Suicide by Appointment

A soldier’s story of living precariously with PTSD. And of a government unable to help him.

Richard Baker

(Illustration by Rachel Dooley. Copyright In These Times 2013.)

In 1966 and 1967, I served in Vietnam as a point man for the 4th Infantry Division outside Pleiku. Since then I have been hospitalized in Veterans Administration (VA) psychiatric institutions for suicidal depression two times — once about four years ago after I tried to bleed out by cutting off my hand. I call PTSD an injury, not an illness, because it is an injury to the brain, to your emotional and psychological well-being.

Under Veterans Administration suicide watch, you are placed on a bed in the center of a room. And a worker sits nearby and eyes you all night, after telling you to relax and get some sleep.
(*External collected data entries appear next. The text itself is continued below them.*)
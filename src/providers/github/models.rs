use serde::{Deserialize, Serialize};

use crate::providers::CommitChanges;

#[derive(Debug, Deserialize)]
pub struct PingEvent {
    pub zen: String,
    pub hook_id: Option<u64>,
    pub repository: Option<Repository>,
}

#[derive(Debug, Deserialize)]
pub struct Repository {
    pub full_name: String,
}

#[derive(Debug, Deserialize)]
pub struct PushEvent {
    #[serde(rename = "ref")]
    pub reference: String,
    pub after: String,
    #[serde(default)]
    pub deleted: bool,
    #[serde(default)]
    pub commits: Vec<CommitChanges>,
    pub repository: Repository,
}

#[derive(Debug, Deserialize)]
pub struct Tree {
    pub tree: Vec<TreeEntry>,
    #[serde(default)]
    pub truncated: bool,
}

#[derive(Debug, Deserialize)]
pub struct TreeEntry {
    pub path: String,
    #[serde(rename = "type")]
    pub entry_type: String,
}

#[derive(Debug, Deserialize)]
pub struct WebhookConfig {
    pub url: Option<String>,
}

#[derive(Debug, Deserialize)]
pub struct Webhook {
    pub id: u64,
    pub config: WebhookConfig,
}

#[derive(Debug, Serialize)]
pub struct NewWebhookConfig<'a> {
    pub url: &'a str,
    pub content_type: &'static str,
    #[serde(skip_serializing_if = "Option::is_none")]
    pub secret: Option<&'a str>,
}

#[derive(Debug, Serialize)]
pub struct NewWebhook<'a> {
    pub name: &'static str,
    pub active: bool,
    pub config: NewWebhookConfig<'a>,
    pub events: &'static [&'static str],
}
The current practice is to treat the injury, not prevent it. Preventing PTSD would be simple: Don’t send people to war. Treating the injury is more difficult, and currently, the VA’s efforts are a failure.

According to the Department of Veterans Affairs, each day 22 soldiers from America’s present wars in Iraq and Afghanistan commit suicide. There are no such statistics for Vietnam veterans, although estimates from prominent doctors and organizations range from tens of thousands to hundreds of thousands.

After the attempted amputation, I started traveling to Vietnam as therapy, at the suggestion of a VA psychologist. The VA has found that returning to the scene of the crime offers some benefit. And it does, at least for me. I remember the devastation of war, the time I cradled a young North Vietnamese Army soldier in my arms trying desperately to hold him together as he died. I vowed to never injure another creature. I cannot shake that image, or many other images and emotions. Traveling to Vietnam shows that the country has moved on. The people are extremely pleasant and hold no animosity towards us. With an average age of just 28, most Vietnamese do not even remember the war. It helps so much that I visit often and even write for a Vietnamese magazine in Hanoi called Vietnam Cultural Window. There are, however, risks involved: The smallest of incidents — seeing a kid in a village, eating a certain kind of food or encountering certain smells, like diesel — can cause flashbacks that place me back into the war leaving me short of breath, depressed and often bundled on the floor or leaning against the wall and sobbing uncontrollably. I am overwhelmed with the guilt of injuring people whose only crime was wanting the freedom to have their own country.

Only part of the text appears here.